Technical information
- Licensing authority: FCC
- Facility ID: 35659
- Class: C3
- ERP: 25,000 watts
- HAAT: 87 meters
- Transmitter coordinates: 42°14′4″N 97°3′20″W﻿ / ﻿42.23444°N 97.05556°W

Links
- Public license information: Public file; LMS;
- Website: waynedailynews.com

= KTCH =

KTCH (104.9 FM) is a radio station licensed to Emerson, Nebraska, United States. The station is owned by Wayne Radio Works, LLC.

==History==
KTCH-FM began broadcasting in October 1975 at 104.9 MHz and a power of 3,000 watts and an antenna height of 113 feet. In 1978, the KTCH stations were sold to Dean Craun who, in 1980, received permission from the U.S. Federal Communications Commission (FCC) to increase the power on KTCH-AM to 2,500 watts - adding a second tower and creating a directional signal to protect another station on the same frequency in Boone, Iowa. Dean Craun sold the stations to Don Dolesh, a Budweiser beer distributor in Fremont, NE in 1987.

In 1997 the KTCH stations were purchased by Norfolk, Nebraska broadcaster Gene Koehn, owner of KNEN. The power of KTCH-FM was increased to 25,000 watts. After several years, Koehn sold KNEN and the KTCH stations to Waitt Media which was later acquired by NRG Media of Cedar Rapids, Iowa. During the NRG ownership, the KCTY call sign was transferred to KTCH-FM. NRG had used the KCTY call sign in Plattsmouth, Nebraska. In late 2007 KNEN and KTCH/KCTY were purchased by Mike Flood, owner of KUSO in Albion/Norfolk (aka: US-92). Flood had purchased the US-92 FCC construction permit from former West Point, Nebraska broadcaster David Kelly.
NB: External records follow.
//! The training/evaluation framework

use super::checkpoint::Checkpoint;
use super::config::{EvalConfig, OptimizerKind, TrainConfig};
use super::metrics::RunningAverage;
use super::progress::ProgressLine;
use crate::autograd::backward;
use crate::data::DataLoader;
use crate::error::Result;
use crate::model::FewShotModel;
use crate::optim::{AdamW, LRScheduler, Optimizer, StepDecayLR, SGD};
use crate::Tensor;

/// Orchestrates training, periodic validation, best-checkpoint persistence,
/// and the final test pass.
///
/// Owns one data loader per phase. Everything runs single-threaded and
/// blocking: an iteration's forward pass, backward pass, and optimizer step
/// complete before the next iteration begins.
pub struct Framework<L: DataLoader> {
    train_loader: L,
    val_loader: L,
    test_loader: L,
    progress: ProgressLine,
}

impl<L: DataLoader> Framework<L> {
    pub fn new(train_loader: L, val_loader: L, test_loader: L) -> Self {
        Self {
            train_loader,
            val_loader,
            test_loader,
            progress: ProgressLine::stdout(),
        }
    }

    #[cfg(test)]
    fn silent(train_loader: L, val_loader: L, test_loader: L) -> Self {
        Self {
            train_loader,
            val_loader,
            test_loader,
            progress: ProgressLine::sink(),
        }
    }

    /// Run the full training procedure and return the final test accuracy.
    ///
    /// Per iteration: advance the learning-rate schedule, fetch one batch,
    /// run `forward_base`, backpropagate, apply one optimizer step, and emit
    /// a running-average progress line. Every `val_step` iterations a
    /// validation pass runs; on strict improvement over the best accuracy
    /// seen so far, the checkpoint is overwritten. After all iterations the
    /// best checkpoint is evaluated against the test loader.
    pub fn train<M: FewShotModel>(&mut self, model: &mut M, config: &TrainConfig) -> Result<f32> {
        self.progress.summary("Start training...")?;

        let params: Vec<Tensor> = model
            .parameters()
            .into_iter()
            .filter(Tensor::requires_grad)
            .collect();
        let mut optimizer = build_optimizer(config);
        let mut scheduler =
            StepDecayLR::new(config.learning_rate, config.lr_step_size, config.lr_gamma);

        let start_iter = match &config.pretrain_ckpt {
            Some(path) => {
                let checkpoint = Checkpoint::load(path)?;
                checkpoint.restore(model)?;
                self.progress
                    .summary(&format!("Successfully loaded checkpoint '{}'", path.display()))?;
                checkpoint.iter + 1
            }
            None => 0,
        };

        model.to_device(config.device)?;

        let ckpt_path = config.checkpoint_path();
        let val_step = (config.val_step as u64).max(1);
        let mut best_acc = 0.0f32;
        let mut iter_loss = RunningAverage::new();
        let mut iter_acc = RunningAverage::new();

        for it in start_iter..start_iter + config.train_iter as u64 {
            scheduler.step();
            scheduler.apply(optimizer.as_mut());

            let batch = self.train_loader.next_batch(config.batch_size)?;
            model.forward_base(&batch)?;
            let loss = model.loss();
            let accuracy = model.accuracy();

            optimizer.zero_grad(&params);
            backward(&loss);
            optimizer.step(&params);

            iter_loss.push(loss.item());
            iter_acc.push(accuracy);
            self.progress
                .train_step((it + 1) as usize, iter_loss.mean(), iter_acc.mean())?;

            // New display window begins with each validation interval
            if it % val_step == 0 {
                iter_loss.reset();
                iter_acc.reset();
            }

            if (it + 1) % val_step == 0 {
                let eval_cfg = EvalConfig {
                    support_size: config.support_size,
                    query_size: config.query_size,
                    query_class: config.query_class,
                    eval_iter: config.val_iter,
                    ckpt: None,
                };
                let acc = self.eval(model, &eval_cfg)?;
                if acc > best_acc {
                    self.progress.summary("Best checkpoint")?;
                    Checkpoint::from_model(model, it).save(&ckpt_path)?;
                    best_acc = acc;
                }
            }
        }

        self.progress.summary("\n####################\n")?;
        self.progress
            .summary(&format!("Finish training {}", config.model_name))?;

        let test_cfg = EvalConfig {
            support_size: config.support_size,
            query_size: config.query_size,
            query_class: config.query_class,
            eval_iter: config.test_iter,
            ckpt: Some(ckpt_path),
        };
        let test_acc = self.eval(model, &test_cfg)?;
        self.progress
            .summary(&format!("Test accuracy: {test_acc}"))?;
        Ok(test_acc)
    }

    /// Run one evaluation pass and return the mean accuracy in [0, 1].
    ///
    /// Without a checkpoint path, evaluates the in-memory parameters against
    /// the validation loader. With one, loads the checkpoint first — a
    /// missing file aborts before any episode is drawn — and evaluates
    /// against the test loader. Episodes are drawn with the training loader
    /// as the background-class reference.
    pub fn eval<M: FewShotModel>(&mut self, model: &mut M, config: &EvalConfig) -> Result<f32> {
        self.progress.newline()?;

        let use_test_loader = match &config.ckpt {
            Some(path) => {
                let checkpoint = Checkpoint::load(path)?;
                checkpoint.restore(model)?;
                true
            }
            None => false,
        };

        let mut iter_right = RunningAverage::new();
        for it in 0..config.eval_iter {
            let episode = if use_test_loader {
                self.test_loader.next_new_relation(
                    &mut self.train_loader,
                    config.support_size,
                    config.query_size,
                    config.query_class,
                )?
            } else {
                self.val_loader.next_new_relation(
                    &mut self.train_loader,
                    config.support_size,
                    config.query_size,
                    config.query_class,
                )?
            };

            model.forward_new(&episode)?;
            iter_right.push(model.accuracy());
            self.progress.eval_step(it + 1, iter_right.mean())?;
        }

        self.progress.newline()?;
        Ok(iter_right.mean())
    }
}

fn build_optimizer(config: &TrainConfig) -> Box<dyn Optimizer> {
    match config.optimizer {
        OptimizerKind::Sgd => Box::new(SGD::plain(config.learning_rate, config.weight_decay)),
        OptimizerKind::AdamW => Box::new(AdamW::default_params(
            config.learning_rate,
            config.weight_decay,
        )),
    }
}

#[cfg(test)]
mod tests {
    use super::*;
    use crate::data::{Batch, Episode};
    use crate::error::Error;
    use tempfile::tempdir;

    /// Loader that fabricates fixed-shape batches and episodes forever.
    struct StaticLoader;

    impl DataLoader for StaticLoader {
        fn next_batch(&mut self, batch_size: usize) -> Result<Batch> {
            Ok(Batch::new(
                Tensor::zeros(batch_size, false),
                Tensor::zeros(batch_size, false),
            ))
        }

        fn next_new_relation(
            &mut self,
            _reference: &mut Self,
            support_size: usize,
            query_size: usize,
            _query_class: usize,
        ) -> Result<Episode> {
            Ok(Episode::new(
                Batch::new(
                    Tensor::zeros(support_size, false),
                    Tensor::zeros(support_size, false),
                ),
                Batch::new(
                    Tensor::zeros(query_size, false),
                    Tensor::zeros(query_size, false),
                ),
            ))
        }
    }

    /// Model whose evaluation accuracy follows a script: every
    /// `calls_per_pass` forward_new calls advance to the next value.
    struct ScriptedModel {
        weight: Tensor,
        eval_script: Vec<f32>,
        calls_per_pass: usize,
        forward_new_calls: usize,
        current_accuracy: f32,
    }

    impl ScriptedModel {
        fn new(eval_script: Vec<f32>, calls_per_pass: usize) -> Self {
            Self {
                weight: Tensor::from_vec(vec![1.0, 2.0], true),
                eval_script,
                calls_per_pass,
                forward_new_calls: 0,
                current_accuracy: 0.0,
            }
        }
    }

    impl FewShotModel for ScriptedModel {
        fn forward_base(&mut self, _batch: &Batch) -> Result<()> {
            self.current_accuracy = 0.5;
            Ok(())
        }

        fn forward_new(&mut self, _episode: &Episode) -> Result<()> {
            let pass = self.forward_new_calls / self.calls_per_pass;
            let idx = pass.min(self.eval_script.len() - 1);
            self.current_accuracy = self.eval_script[idx];
            self.forward_new_calls += 1;
            Ok(())
        }

        fn loss(&self) -> Tensor {
            Tensor::from_vec(vec![0.25], false)
        }

        fn accuracy(&self) -> f32 {
            self.current_accuracy
        }

        fn parameters(&self) -> Vec<Tensor> {
            vec![self.weight.clone()]
        }

        fn state_dict(&self) -> Vec<(String, Tensor)> {
            vec![("weight".to_string(), self.weight.clone())]
        }
    }

    fn config_in(dir: &std::path::Path) -> TrainConfig {
        TrainConfig::new("scripted")
            .ckpt_dir(dir)
            .batch_size(4)
            .train_iter(10)
            .val_step(5)
            .val_iter(2)
            .test_iter(2)
            .episode_shape(2, 2, 2)
    }

    #[test]
    fn test_two_validations_with_improvement_keep_latest() {
        let dir = tempdir().unwrap();
        let mut framework = Framework::silent(StaticLoader, StaticLoader, StaticLoader);
        // val passes see 0.6 then 0.8; final test pass reuses the last value
        let mut model = ScriptedModel::new(vec![0.6, 0.8], 2);

        let test_acc = framework.train(&mut model, &config_in(dir.path())).unwrap();

        // Both validations improved on the best so far, so the retained
        // checkpoint is the one written at the second (iteration 9).
        let ckpt = Checkpoint::load(dir.path().join("scripted.ckpt.json")).unwrap();
        assert_eq!(ckpt.iter, 9);
        assert!((test_acc - 0.8).abs() < 1e-6);
    }

    #[test]
    fn test_no_checkpoint_on_regression() {
        let dir = tempdir().unwrap();
        let mut framework = Framework::silent(StaticLoader, StaticLoader, StaticLoader);
        // Second validation regresses: only the first writes
        let mut model = ScriptedModel::new(vec![0.6, 0.5], 2);

        framework.train(&mut model, &config_in(dir.path())).unwrap();

        let ckpt = Checkpoint::load(dir.path().join("scripted.ckpt.json")).unwrap();
        assert_eq!(ckpt.iter, 4);
    }

    #[test]
    fn test_resume_starts_one_past_saved_iter() {
        let dir = tempdir().unwrap();
        let pretrain_path = dir.path().join("warm.ckpt.json");

        let warm = ScriptedModel::new(vec![0.1], 2);
        Checkpoint::from_model(&warm, 4).save(&pretrain_path).unwrap();

        let mut framework = Framework::silent(StaticLoader, StaticLoader, StaticLoader);
        let mut model = ScriptedModel::new(vec![0.6, 0.8, 0.9], 2);
        let config = config_in(dir.path())
            .train_iter(5)
            .pretrain_ckpt(&pretrain_path);

        framework.train(&mut model, &config).unwrap();

        // Iterations ran 5..=9, so the single validation fired at it = 9.
        let ckpt = Checkpoint::load(dir.path().join("scripted.ckpt.json")).unwrap();
        assert_eq!(ckpt.iter, 9);
    }

    #[test]
    fn test_resume_from_missing_checkpoint_fails() {
        let dir = tempdir().unwrap();
        let mut framework = Framework::silent(StaticLoader, StaticLoader, StaticLoader);
        let mut model = ScriptedModel::new(vec![0.5], 2);
        let config = config_in(dir.path()).pretrain_ckpt(dir.path().join("absent.ckpt.json"));

        let err = framework.train(&mut model, &config).unwrap_err();
        assert!(matches!(err, Error::CheckpointNotFound(_)));
    }

    #[test]
    fn test_eval_missing_checkpoint_runs_no_iterations() {
        let dir = tempdir().unwrap();
        let mut framework = Framework::silent(StaticLoader, StaticLoader, StaticLoader);
        let mut model = ScriptedModel::new(vec![0.9], 2);

        let config = EvalConfig::default()
            .eval_iter(10)
            .ckpt(dir.path().join("absent.ckpt.json"));
        let err = framework.eval(&mut model, &config).unwrap_err();

        assert!(matches!(err, Error::CheckpointNotFound(_)));
        assert_eq!(model.forward_new_calls, 0);
    }

    #[test]
    fn test_eval_without_checkpoint_uses_in_memory_params() {
        let mut framework = Framework::silent(StaticLoader, StaticLoader, StaticLoader);
        let mut model = ScriptedModel::new(vec![0.7], usize::MAX);

        let config = EvalConfig::default().eval_iter(4).episode_shape(2, 2, 2);
        let acc = framework.eval(&mut model, &config).unwrap();

        assert!((acc - 0.7).abs() < 1e-6);
        assert_eq!(model.forward_new_calls, 4);
    }

    #[test]
    fn test_test_pass_restores_best_parameters() {
        let dir = tempdir().unwrap();
        let mut framework = Framework::silent(StaticLoader, StaticLoader, StaticLoader);
        let mut model = ScriptedModel::new(vec![0.6, 0.8], 2);

        framework.train(&mut model, &config_in(dir.path())).unwrap();

        // The final test pass reloads the checkpointed weights into the model.
        let ckpt = Checkpoint::load(dir.path().join("scripted.ckpt.json")).unwrap();
        assert_eq!(ckpt.state_dict[0].1, model.weight.data().to_vec());
    }
}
That relationship paved the way for Kelly to purchase the Wayne, Nebraska stations in the spring of 2008 as Wayne Radio Works, LLC.

The call sign was switched to KTCH on February 3, 2014, consistent with a migration of programming from KTCH (AM) 1590 over to Big Red Country FM at 104.9 mHz. Concurrently, the KCTY call was moved to AM (1590) and in September 2014 was re-branded as "The City" - featuring a Classic Hits music format with increased emphasis on local news, sports, Ag programming and weather. KCTY programming is also broadcast on FM translator K255CK at 98.9 mHz with a power of 238 watts.

==Construction permit==
On January 4, 2013, KCTY filed an application for an FCC construction permit to change the city of license from Wayne, Nebraska to Emerson and decrease the HAAT to from 92 to 87 meters. A license to cover was issued on June 18, 2013. This change had the effect of retaining the station's transmitter location in Wayne for the present time but opening the possibility that the station could serve the Sioux City, Iowa market at some future date.